Deniz Undav’s dance turns World Cup spotlight on Kurdish identity
Shafaq News- Erbil
When Deniz Undav rose from Germany's bench in Toronto with his team trailing and its World Cup ambitions under pressure, few could have anticipated that the substitution would produce one of the tournament's most resonant stories.
By the final whistle, Undav had scored twice to overturn Germany's deficit against Côte d'Ivoire, secure a place in the knockout rounds, and deepen a connection with millions of Kurds who see in the 29-year-old striker more than a footballer. For a community without an internationally recognized national team, his goals —and the traditional govend dance that followed them— have transformed him into an unexpected symbol of identity and visibility on football's grandest stage.
Germany entered its second Group E match burdened by the memory of successive group-stage exits in 2018 and 2022. Franck Kessié's first-half goal threatened to revive those anxieties as a disciplined Ivorian side frustrated Julian Nagelsmann's team and exposed familiar shortcomings in attack.
Seeking a breakthrough, Nagelsmann introduced Undav shortly after the hour mark as part of a triple substitution that immediately altered the game's tempo.
Eight minutes after entering the pitch, Undav timed his run perfectly to meet a cross from Nadiem Amiri and draw Germany level. Deep into stoppage time, he spun inside the penalty area and fired home the winner, completing a 2-1 comeback that may prove pivotal to Germany's hopes of re-establishing itself among the world's elite. "Victory was very important, and we showed strong character," Undav said after the match.
Undav's influence at this World Cup, however, extends well beyond his decisive goals. In Germany's opening 7-1 victory over Curaçao, he came off the bench to score once and provide two assists before celebrating with a traditional Kurdish govend dance alongside teammate Antonio Rüdiger. The images spread rapidly across Kurdish communities in Iraq, Syria, Turkiye, Iran, and the European diaspora.
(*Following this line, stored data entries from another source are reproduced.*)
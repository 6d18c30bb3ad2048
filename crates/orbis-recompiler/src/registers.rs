//! Register-file abstraction.
//!
//! Each logical GCN register becomes one `Private`-storage SPIR-V variable
//! whose type is fixed by the register kind. Wavefront-wide registers (VCC,
//! EXEC) are a pair of 32-bit lane masks; VGPRs get one 32-bit slot per lane.

use orbis_ir::spv::StorageClass;
use orbis_ir::{Context, Node};

pub const WAVEFRONT_LANES: u32 = 64;

#[derive(Clone, Copy, PartialEq, Eq, Hash, Debug)]
pub enum RegId {
    Sgpr,
    Vgpr,
    M0,
    Scc,
    Vcc,
    Exec,
    VccZ,
    ExecZ,
    LdsDirect,
    SgprCount,
    VgprCount,
    ThreadId,
    MemoryTable,
    Gds,
}

/// The value shape stored in a register variable.
#[derive(Clone, Copy, PartialEq, Eq, Debug)]
pub enum RegShape {
    /// Single boolean flag.
    Bool,
    /// Single 32-bit word.
    Word,
    /// Two 32-bit words (lo/hi lane masks or a 64-bit address pair).
    WordPair,
    /// Indexed array of 32-bit words.
    WordArray,
    /// Per-lane indexed array of 32-bit words.
    LaneWordArray,
}

impl RegId {
    pub fn name(self) -> &'static str {
        match self {
            RegId::Sgpr => "sgpr",
            RegId::Vgpr => "vgpr",
            RegId::M0 => "m0",
            RegId::Scc => "scc",
            RegId::Vcc => "vcc",
            RegId::Exec => "exec",
            RegId::VccZ => "vccz",
            RegId::ExecZ => "execz",
            RegId::LdsDirect => "lds_direct",
            RegId::SgprCount => "sgpr_count",
            RegId::VgprCount => "vgpr_count",
            RegId::ThreadId => "thread_id",
            RegId::MemoryTable => "memory_table",
            RegId::Gds => "gds",
        }
    }

    pub fn from_name(name: &str) -> Option<RegId> {
        Some(match name {
            "sgpr" => RegId::Sgpr,
            "vgpr" => RegId::Vgpr,
            "m0" => RegId::M0,
            "scc" => RegId::Scc,
            "vcc" => RegId::Vcc,
            "exec" => RegId::Exec,
            "vccz" => RegId::VccZ,
            "execz" => RegId::ExecZ,
            "lds_direct" => RegId::LdsDirect,
            "sgpr_count" => RegId::SgprCount,
            "vgpr_count" => RegId::VgprCount,
            "thread_id" => RegId::ThreadId,
            "memory_table" => RegId::MemoryTable,
            "gds" => RegId::Gds,
            _ => return None,
        })
    }

    pub fn shape(self) -> RegShape {
        match self {
            RegId::Scc | RegId::VccZ | RegId::ExecZ => RegShape::Bool,
            RegId::M0 | RegId::LdsDirect | RegId::SgprCount | RegId::VgprCount | RegId::ThreadId => {
                RegShape::Word
            }
            RegId::Vcc | RegId::Exec | RegId::MemoryTable | RegId::Gds => RegShape::WordPair,
            RegId::Sgpr => RegShape::WordArray,
            RegId::Vgpr => RegShape::LaneWordArray,
        }
    }

    /// Width in bits of a single indexed element (what one register slot
    /// holds).
    pub fn element_width(self) -> u32 {
        match self.shape() {
            RegShape::Bool => 1,
            _ => 32,
        }
    }

    /// Builds the variable's value type, sized by the environment's register
    /// budget.
    pub fn value_type(self, ctx: &mut Context, sgpr_count: u32, vgpr_count: u32) -> Node {
        let u32_type = ctx.type_uint32();
        match self.shape() {
            RegShape::Bool => ctx.type_bool(),
            RegShape::Word => u32_type,
            RegShape::WordPair => ctx.type_vector(u32_type, 2),
            RegShape::WordArray => ctx.type_array(u32_type, sgpr_count),
            RegShape::LaneWordArray => {
                let per_lane = ctx.type_array(u32_type, vgpr_count);
                ctx.type_array(per_lane, WAVEFRONT_LANES)
            }
        }
    }

    /// Creates the `Private` variable for this register in the globals
    /// section, with its debug name.
    pub fn create_variable(self, ctx: &mut Context, sgpr_count: u32, vgpr_count: u32) -> Node {
        let value_type = self.value_type(ctx, sgpr_count, vgpr_count);
        let pointer_type = ctx.type_pointer(StorageClass::Private, value_type);

        let globals = ctx.section(orbis_ir::spv::Section::Globals);
        let variable = orbis_ir::Builder::append(ctx, globals).variable(
            orbis_ir::Location::Unknown,
            pointer_type,
            StorageClass::Private,
        );
        let debugs = ctx.section(orbis_ir::spv::Section::Debugs);
        orbis_ir::Builder::append(ctx, debugs).name(
            orbis_ir::Location::Unknown,
            variable,
            self.name(),
        );
        ctx.set_name(variable, self.name());
        variable
    }
}

/// Width in bits of a scalar/vector/array type node. Used to decompose
/// reads and writes that span multiple register slots.
pub fn type_width(ctx: &Context, type_node: Node) -> Option<u32> {
    use orbis_ir::spv::Op;
    Some(match ctx.spv_op(type_node)? {
        Op::TypeBool => 1,
        Op::TypeInt | Op::TypeFloat => ctx.operand(type_node, 0).as_i32()? as u32,
        Op::TypeVector => {
            let element = ctx.operand_value(type_node, 0)?;
            let count = ctx.operand(type_node, 1).as_i32()? as u32;
            type_width(ctx, element)? * count
        }
        Op::TypeArray => {
            let element = ctx.operand_value(type_node, 0)?;
            let length = ctx.operand_value(type_node, 1)?;
            let count = ctx.operand(length, 1).as_i32()? as u32;
            type_width(ctx, element)? * count
        }
        _ => return None,
    })
}

/// Whether a register variable declared by the semantic module is layout
/// compatible with the canonical register shape.
pub fn shape_matches(ctx: &Context, reg: RegId, value_type: Node) -> bool {
    use orbis_ir::spv::Op;
    match reg.shape() {
        RegShape::Bool => ctx.spv_op(value_type) == Some(Op::TypeBool),
        RegShape::Word => {
            ctx.spv_op(value_type) == Some(Op::TypeInt)
                && ctx.operand(value_type, 0).as_i32() == Some(32)
        }
        RegShape::WordPair => {
            ctx.spv_op(value_type) == Some(Op::TypeVector)
                && ctx.operand(value_type, 1).as_i32() == Some(2)
        }
        RegShape::WordArray => ctx.spv_op(value_type) == Some(Op::TypeArray),
        RegShape::LaneWordArray => {
            ctx.spv_op(value_type) == Some(Op::TypeArray)
                && ctx
                    .operand_value(value_type, 0)
                    .is_some_and(|element| ctx.spv_op(element) == Some(Op::TypeArray))
        }
    }
}

#[cfg(test)]
mod tests {
    use super::*;

    #[test]
    fn widths_follow_the_register_shapes() {
        let mut ctx = Context::new();
        let scc = RegId::Scc.value_type(&mut ctx, 16, 8);
        assert_eq!(type_width(&ctx, scc), Some(1));

        let vcc = RegId::Vcc.value_type(&mut ctx, 16, 8);
        assert_eq!(type_width(&ctx, vcc), Some(64));

        let sgpr = RegId::Sgpr.value_type(&mut ctx, 16, 8);
        assert_eq!(type_width(&ctx, sgpr), Some(16 * 32));

        let vgpr = RegId::Vgpr.value_type(&mut ctx, 16, 8);
        assert_eq!(type_width(&ctx, vgpr), Some(8 * 32 * WAVEFRONT_LANES));
    }

    #[test]
    fn names_round_trip() {
        for reg in [
            RegId::Sgpr,
            RegId::Vgpr,
            RegId::M0,
            RegId::Scc,
            RegId::Vcc,
            RegId::Exec,
            RegId::VccZ,
            RegId::ExecZ,
            RegId::LdsDirect,
            RegId::SgprCount,
            RegId::VgprCount,
            RegId::ThreadId,
            RegId::MemoryTable,
            RegId::Gds,
        ] {
            assert_eq!(RegId::from_name(reg.name()), Some(reg));
        }
    }
}
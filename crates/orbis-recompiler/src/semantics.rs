//! Semantic module loader.
//!
//! The semantic module is a pre-compiled SPIR-V module whose exported
//! functions carry GCN mnemonics (`add_u32`, or family-qualified
//! `vop3_add_f32`; a trailing parenthesized mangled signature is ignored).
//! Loading deserializes the module straight into the compilation context —
//! its types and constants merge through the interner — then records, per
//! matched opcode, the function, its parameter access bits, and the register
//! files it touches.

use crate::registers::{shape_matches, RegId};
use orbis_gcn::{Access, Family};
use orbis_ir::analysis::root_variable;
use orbis_ir::spv::{self, Op, StorageClass};
use orbis_ir::{Context, Kind, Node};
use std::collections::HashMap;
use thiserror::Error;

#[derive(Debug, Error, Clone, PartialEq, Eq)]
pub enum SemanticError {
    #[error("semantic module does not deserialize: {0}")]
    Module(#[from] spv::DeserializeError),
    #[error("register variable '{name}' has an incompatible layout")]
    RegisterLayout { name: String },
    #[error("no semantic for {name}")]
    MissingMnemonic { name: String },
    #[error("semantic for {name} expects {expected} arguments, instruction has {actual}")]
    ArityMismatch {
        name: String,
        expected: usize,
        actual: usize,
    },
    #[error("void semantic for {name} cannot produce the destination operand")]
    VoidProducer { name: String },
}

#[derive(Debug)]
pub struct SemanticParam {
    /// The parameter's pointee type (parameters are `Function`-storage
    /// pointers).
    pub pointee: Node,
    pub access: Access,
}

#[derive(Debug)]
pub struct SemanticFunction {
    pub function: Node,
    pub return_type: Node,
    pub params: Vec<SemanticParam>,
    pub register_access: HashMap<RegId, Access>,
    pub buffer_access: Access,
    /// `OpFunctionParameter` nodes, in order; the evaluator binds these to
    /// call-site argument variables.
    pub(crate) param_nodes: Vec<Node>,
    /// Body instructions in order, between the parameters and
    /// `OpFunctionEnd`.
    pub(crate) body: Vec<Node>,
}

#[derive(Debug)]
pub struct SemanticModule {
    functions: Vec<SemanticFunction>,
    by_op: HashMap<(Kind, u32), usize>,
    /// Register variables the module declares, adopted as the canonical
    /// register file.
    pub registers: HashMap<RegId, Node>,
}

/// Every `(kind, op)` the dialect tables can name, keyed by short mnemonic
/// and by the family-qualified wide name.
fn name_tables() -> (
    HashMap<String, Vec<(Kind, u32)>>,
    HashMap<String, (Kind, u32)>,
) {
    let mut short: HashMap<String, Vec<(Kind, u32)>> = HashMap::new();
    let mut wide: HashMap<String, (Kind, u32)> = HashMap::new();

    for family in Family::ALL {
        for (op, mnemonic) in family.mnemonics() {
            let id = (Kind::Gcn(family), op);
            short.entry(mnemonic.clone()).or_default().push(id);
            wide.insert(format!("{}_{}", family.name(), mnemonic), id);
        }
    }
    for &(op, mnemonic) in orbis_ir::amdgpu::NAMES {
        let id = (Kind::AmdGpu, op);
        short.entry(mnemonic.to_owned()).or_default().push(id);
        wide.insert(format!("amdgpu_{mnemonic}"), id);
    }

    (short, wide)
}

fn strip_signature(name: &str) -> &str {
    match name.find('(') {
        Some(position) => &name[..position],
        None => name,
    }
}

struct FunctionSpan {
    function: Node,
    params: Vec<Node>,
    body: Vec<Node>,
}

fn function_spans(ctx: &Context) -> Vec<FunctionSpan> {
    let Some(functions) = ctx.section_if_present(spv::Section::Functions) else {
        return Vec::new();
    };

    let mut spans = Vec::new();
    let mut current: Option<FunctionSpan> = None;

    for node in ctx.children_vec(functions) {
        match ctx.spv_op(node) {
            Some(Op::Function) => {
                current = Some(FunctionSpan {
                    function: node,
                    params: Vec::new(),
                    body: Vec::new(),
                });
            }
            Some(Op::FunctionParameter) => {
                if let Some(span) = current.as_mut() {
                    span.params.push(node);
                }
            }
            Some(Op::FunctionEnd) => {
                if let Some(span) = current.take() {
                    spans.push(span);
                }
            }
            _ => {
                if let Some(span) = current.as_mut() {
                    span.body.push(node);
                }
            }
        }
    }
    spans
}

impl SemanticModule {
    pub fn load(ctx: &mut Context, words: &[u32]) -> Result<SemanticModule, SemanticError> {
        spv::deserialize(ctx, words)?;

        // Debug names drive both register discovery and mnemonic matching.
        let mut names: HashMap<Node, String> = HashMap::new();
        if let Some(debugs) = ctx.section_if_present(spv::Section::Debugs) {
            for node in ctx.children_vec(debugs) {
                if !ctx.is_spv(node, Op::Name) {
                    continue;
                }
                let (Some(target), Some(name)) = (
                    ctx.operand_value(node, 0),
                    ctx.operand(node, 1).as_str().map(str::to_owned),
                ) else {
                    continue;
                };
                names.insert(target, name);
            }
        }

        let mut registers = HashMap::new();
        for (&node, name) in &names {
            if !ctx.is_spv(node, Op::Variable) {
                continue;
            }
            let storage = ctx.operand(node, 1).as_i32().and_then(StorageClass::from_i32);
            if storage == Some(StorageClass::Function) {
                continue;
            }
            let Some(reg) = RegId::from_name(name) else {
                continue;
            };
            let pointee = ctx
                .value_type(node)
                .and_then(|pointer| ctx.pointee_type(pointer));
            let compatible = pointee.is_some_and(|pointee| shape_matches(ctx, reg, pointee));
            if !compatible {
                return Err(SemanticError::RegisterLayout { name: name.clone() });
            }
            // Copy the debug name to the side table for diagnostics.
            ctx.set_name(node, reg.name());
            registers.insert(reg, node);
        }

        let register_of = |node: Node| -> Option<RegId> {
            registers
                .iter()
                .find_map(|(&reg, &variable)| (variable == node).then_some(reg))
        };

        let mut functions = Vec::new();
        let mut by_op = HashMap::new();
        let (short_names, wide_names) = name_tables();

        for span in function_spans(ctx) {
            let return_type = ctx
                .value_type(span.function)
                .expect("function carries a return type");

            let mut params: Vec<SemanticParam> = span
                .params
                .iter()
                .map(|&param| {
                    let pointee = ctx
                        .value_type(param)
                        .and_then(|pointer| ctx.pointee_type(pointer))
                        .unwrap_or(return_type);
                    SemanticParam {
                        pointee,
                        access: Access::empty(),
                    }
                })
                .collect();

            let mut register_access: HashMap<RegId, Access> = HashMap::new();
            let mut buffer_access = Access::empty();

            let mut record = |ctx: &Context, pointer: Node, access: Access| {
                let root = root_variable(ctx, pointer);
                if let Some(position) = span.params.iter().position(|&param| param == root) {
                    let entry = &mut params[position].access;
                    *entry |= access;
                    return;
                }
                if !ctx.is_spv(root, Op::Variable) {
                    return;
                }
                match ctx.operand(root, 1).as_i32().and_then(StorageClass::from_i32) {
                    Some(StorageClass::StorageBuffer) => buffer_access |= access,
                    Some(StorageClass::Function) => {}
                    _ => {
                        if let Some(reg) = register_of(root) {
                            *register_access.entry(reg).or_insert(Access::empty()) |= access;
                        }
                    }
                }
            };

            for &inst in &span.body {
                match ctx.spv_op(inst) {
                    Some(Op::Load) => {
                        if let Some(pointer) = ctx.operand_value(inst, 1) {
                            record(ctx, pointer, Access::R);
                        }
                    }
                    Some(Op::Store) => {
                        if let Some(pointer) = ctx.operand_value(inst, 0) {
                            record(ctx, pointer, Access::W);
                        }
                    }
                    _ => {}
                }
            }

            let index = functions.len();
            functions.push(SemanticFunction {
                function: span.function,
                return_type,
                params,
                register_access,
                buffer_access,
                param_nodes: span.params.clone(),
                body: span.body.clone(),
            });

            let Some(raw_name) = names.get(&span.function) else {
                continue;
            };
            let name = strip_signature(raw_name);

            if let Some(&id) = wide_names.get(name) {
                // Wide (family-qualified) matches override short ones.
                by_op.insert(id, index);
            } else if let Some(ids) = short_names.get(name) {
                for &id in ids {
                    by_op.entry(id).or_insert(index);
                }
            } else {
                tracing::debug!(name, "semantic function matches no mnemonic");
            }
        }

        Ok(SemanticModule {
            functions,
            by_op,
            registers,
        })
    }

    pub fn find(&self, kind: Kind, op: u32) -> Option<&SemanticFunction> {
        self.by_op.get(&(kind, op)).map(|&index| &self.functions[index])
    }

    /// Lookup by the `OpFunction` value itself (used when walking calls).
    pub fn by_function(&self, function: Node) -> Option<&SemanticFunction> {
        self.functions.iter().find(|sem| sem.function == function)
    }
}
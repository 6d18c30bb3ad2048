//! Structurizer invariants over hand-built CFGs: diamonds, self-loops, and
//! an irreducible two-entry cycle.

use orbis_ir::analysis::{branch_targets, terminator_of, Cfg, DomTree};
use orbis_ir::spv::Op;
use orbis_ir::{structurize, Builder, Context, Location, Node, Region};
use std::collections::HashSet;

struct Body {
    region: Region,
    exit: Node,
}

fn new_body(ctx: &mut Context, block_count: usize) -> (Body, Vec<Node>) {
    let region = ctx.create_region();
    let loc = Location::Unknown;
    let mut labels = Vec::new();

    // Create all labels up front so terminators can reference them, then
    // leave the blocks open for the test to fill.
    for _ in 0..block_count {
        let label = ctx.create(loc, orbis_ir::Kind::Spv, Op::Label as u32, true, vec![]);
        labels.push(label);
    }
    let exit = {
        let mut builder = Builder::append(ctx, region);
        builder.label(loc)
    };
    // The exit block is appended last; tests append their blocks before it.
    let mut builder = Builder::after(ctx, exit);
    builder.ret(loc);

    (Body { region, exit }, labels)
}

fn open_block(ctx: &mut Context, body: &Body, label: Node) {
    ctx.insert_before(body.exit, label);
}

fn append_branch(ctx: &mut Context, after: Node, target: Node) {
    let node = ctx.create(
        Location::Unknown,
        orbis_ir::Kind::Spv,
        Op::Branch as u32,
        false,
        vec![target.into()],
    );
    ctx.insert_after(after, node);
}

fn append_cond(ctx: &mut Context, after: Node, if_true: Node, if_false: Node) {
    let condition = ctx.const_bool(true);
    let node = ctx.create(
        Location::Unknown,
        orbis_ir::Kind::Spv,
        Op::BranchConditional as u32,
        false,
        vec![condition.into(), if_true.into(), if_false.into()],
    );
    ctx.insert_after(after, node);
}

/// Structurizer soundness: every multi-successor block carries a merge
/// declaration, every merge label is distinct, and loop continues are sole
/// back-edge paths.
fn assert_structured(ctx: &Context, body: &Body) {
    let cfg = Cfg::build(ctx, body.region);
    let dom = DomTree::dominators(&cfg);
    let mut merge_labels: HashSet<Node> = HashSet::new();

    for &label in cfg.preorder() {
        let Some(terminator) = terminator_of(ctx, label) else {
            panic!("block without terminator after structurization");
        };
        let successors = branch_targets(ctx, terminator);
        let merge_inst = ctx.prev(terminator).filter(|&prev| {
            matches!(
                ctx.spv_op(prev),
                Some(Op::SelectionMerge) | Some(Op::LoopMerge)
            )
        });

        if successors.len() > 1 {
            assert!(
                merge_inst.is_some(),
                "multi-successor block lacks a merge declaration"
            );
        }

        if let Some(merge_inst) = merge_inst {
            let merge = ctx.operand_value(merge_inst, 0).expect("merge label");
            assert!(
                merge_labels.insert(merge),
                "merge block declared by two headers"
            );
            if cfg.contains(merge) {
                assert!(
                    dom.dominates(label, merge),
                    "header must dominate its merge"
                );
            }

            if ctx.spv_op(merge_inst) == Some(Op::LoopMerge) {
                let continue_label = ctx.operand_value(merge_inst, 1).expect("continue label");
                let continue_node = cfg.node(continue_label).expect("continue is reachable");
                assert_eq!(
                    continue_node.succs,
                    vec![label],
                    "continue must branch straight back to its header"
                );
            }
        }
    }
}

/// Entry-to-exit paths, as sequences of conditional picks, survive the
/// rewrite for acyclic graphs (cloning may rename blocks but not change
/// which exit decisions exist).
fn count_paths(ctx: &Context, from: Node, exit: Node, budget: usize) -> usize {
    if from == exit {
        return 1;
    }
    if budget == 0 {
        return 0;
    }
    let Some(terminator) = terminator_of(ctx, from) else {
        return 0;
    };
    branch_targets(ctx, terminator)
        .into_iter()
        .map(|succ| count_paths(ctx, succ, exit, budget - 1))
        .sum()
}

#[test]
fn straight_line_is_untouched() {
    let mut ctx = Context::new();
    let (body, labels) = new_body(&mut ctx, 2);
    let &[b0, b1] = &labels[..] else { unreachable!() };

    open_block(&mut ctx, &body, b0);
    append_branch(&mut ctx, b0, b1);
    open_block(&mut ctx, &body, b1);
    append_branch(&mut ctx, b1, body.exit);

    structurize(&mut ctx, body.region, body.exit).expect("structurize");
    assert_structured(&ctx, &body);
    assert_eq!(count_paths(&ctx, b0, body.exit, 16), 1);
}

#[test]
fn diamond_gets_a_selection_merge() {
    let mut ctx = Context::new();
    let (body, labels) = new_body(&mut ctx, 4);
    let &[b0, b1, b2, b3] = &labels[..] else { unreachable!() };

    open_block(&mut ctx, &body, b0);
    append_cond(&mut ctx, b0, b1, b2);
    open_block(&mut ctx, &body, b1);
    append_branch(&mut ctx, b1, b3);
    open_block(&mut ctx, &body, b2);
    append_branch(&mut ctx, b2, b3);
    open_block(&mut ctx, &body, b3);
    append_branch(&mut ctx, b3, body.exit);

    structurize(&mut ctx, body.region, body.exit).expect("structurize");
    assert_structured(&ctx, &body);

    // The conditional must now carry OpSelectionMerge %b3.
    let terminator = terminator_of(&ctx, b0).expect("terminator");
    let merge_inst = ctx.prev(terminator).expect("merge inst");
    assert_eq!(ctx.spv_op(merge_inst), Some(Op::SelectionMerge));
    assert_eq!(ctx.operand_value(merge_inst, 0), Some(b3));

    // Both arms still reach the exit independently.
    assert_eq!(count_paths(&ctx, b0, body.exit, 16), 2);
}

#[test]
fn self_loop_gets_header_continue_and_merge() {
    let mut ctx = Context::new();
    let (body, labels) = new_body(&mut ctx, 2);
    let &[b0, b1] = &labels[..] else { unreachable!() };

    open_block(&mut ctx, &body, b0);
    append_branch(&mut ctx, b0, b1);
    open_block(&mut ctx, &body, b1);
    append_cond(&mut ctx, b1, b1, body.exit);

    structurize(&mut ctx, body.region, body.exit).expect("structurize");
    assert_structured(&ctx, &body);

    // Find the loop header: exactly one block declares OpLoopMerge.
    let cfg = Cfg::build(&ctx, body.region);
    let mut loop_headers = Vec::new();
    for &label in cfg.preorder() {
        let terminator = terminator_of(&ctx, label).expect("terminator");
        if let Some(prev) = ctx.prev(terminator) {
            if ctx.spv_op(prev) == Some(Op::LoopMerge) {
                loop_headers.push((label, prev));
            }
        }
    }
    assert_eq!(loop_headers.len(), 1, "expected exactly one loop header");

    let (header, merge_inst) = loop_headers[0];
    let merge = ctx.operand_value(merge_inst, 0).expect("merge");
    let continue_label = ctx.operand_value(merge_inst, 1).expect("continue");
    assert_ne!(merge, header);
    assert_ne!(continue_label, header);
    assert_ne!(merge, continue_label);

    // The back edge now flows through the continue block alone.
    let header_node = cfg.node(header).expect("header reachable");
    assert!(header_node.preds.contains(&continue_label));
}

#[test]
fn irreducible_two_entry_cycle_is_made_reducible() {
    let mut ctx = Context::new();
    let (body, labels) = new_body(&mut ctx, 4);
    let &[e, a, b, c] = &labels[..] else { unreachable!() };

    // e -> (a, b); a -> (b, c); b -> (a, c); c -> exit.  A and B form a
    // two-entry cycle.
    open_block(&mut ctx, &body, e);
    append_cond(&mut ctx, e, a, b);
    open_block(&mut ctx, &body, a);
    append_cond(&mut ctx, a, b, c);
    open_block(&mut ctx, &body, b);
    append_cond(&mut ctx, b, a, c);
    open_block(&mut ctx, &body, c);
    append_branch(&mut ctx, c, body.exit);

    structurize(&mut ctx, body.region, body.exit).expect("structurize");
    assert_structured(&ctx, &body);

    // Reducibility: every retreating edge of a DFS from the entry must be a
    // true back edge, i.e. its target dominates its source.
    let cfg = Cfg::build(&ctx, body.region);
    let dom = DomTree::dominators(&cfg);
    assert_reducible(&cfg, &dom, e);
}

fn assert_reducible(cfg: &Cfg, dom: &DomTree, entry: Node) {
    let mut on_stack: HashSet<Node> = HashSet::new();
    let mut finished: HashSet<Node> = HashSet::new();
    let mut stack: Vec<(Node, usize)> = vec![(entry, 0)];
    on_stack.insert(entry);

    while let Some(&mut (label, ref mut index)) = stack.last_mut() {
        let succs = &cfg.node(label).expect("member").succs;
        if *index < succs.len() {
            let succ = succs[*index];
            *index += 1;
            if on_stack.contains(&succ) {
                assert!(
                    dom.dominates(succ, label),
                    "retreating edge {label:?} -> {succ:?} without dominance: irreducible"
                );
            } else if !finished.contains(&succ) {
                on_stack.insert(succ);
                stack.push((succ, 0));
            }
        } else {
            on_stack.remove(&label);
            finished.insert(label);
            stack.pop();
        }
    }
}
For many Kurds, the celebration represented a rare moment of recognition for Kurdish identity has largely remained absent from football's most visible platforms. Undav's public embrace of his heritage changed that, if only for a moment.
Kurdish media outlets described him as the first player of Kurdish origin to score at a World Cup, while social media filled with messages celebrating what many viewed as a long-overdue acknowledgment of a people often overlooked in international sport.
The dance itself had already become part of Undav's public image. After scoring for Stuttgart against Eintracht Frankfurt in April 2024, he performed the same celebration, prompting widespread attention in the German press. Newspaper Bild reported that the striker had first introduced the dance in the dressing room before teammates encouraged him to bring it onto the pitch.
Born in Varel, Lower Saxony, in 1996 and raised in Achim, Undav is the son of a Kurdish Yazidi family originally from Viranşehir in Turkiye's southeastern Şanlıurfa province. German media reports indicate that his family left Turkiye in the aftermath of the 1980 military coup, carrying with them the experiences of a marginalized minority and building a new life in Germany.
That history has shaped Undav's relationship with identity. Although he has repeatedly emphasized his strong connection to Germany, he has also corrected descriptions of himself as a player of Turkish origin, stating clearly that he identifies as Kurdish. His comments have occasionally triggered nationalist backlash, particularly following Stuttgart's Europa League meeting with Fenerbahçe, but they have also strengthened his standing among Kurdish communities.
Undav never represented Germany at youth level and spent years in the lower divisions after leaving the Werder Bremen academy, playing for Havelse, Eintracht Braunschweig II, and Meppen while balancing football with vocational training and part-time work.
His breakthrough came at Belgian side Union Saint-Gilloise, where a 25-goal season earned him a move to Brighton before a loan spell at Stuttgart transformed his career.
He scored 18 goals and registered nine assists during the 2023-24 Bundesliga campaign, helping Stuttgart return to the UEFA Champions League. He improved again in 2025-26, recording 19 league goals and six assists to finish as the Bundesliga's second-highest scorer behind Harry Kane.
Nagelsmann handed Undav his first senior international call-up in March 2024, when he was already 27 years old. Two years later, the late bloomer who once balanced football with part-time jobs has emerged as one of Germany's most influential players at the World Cup.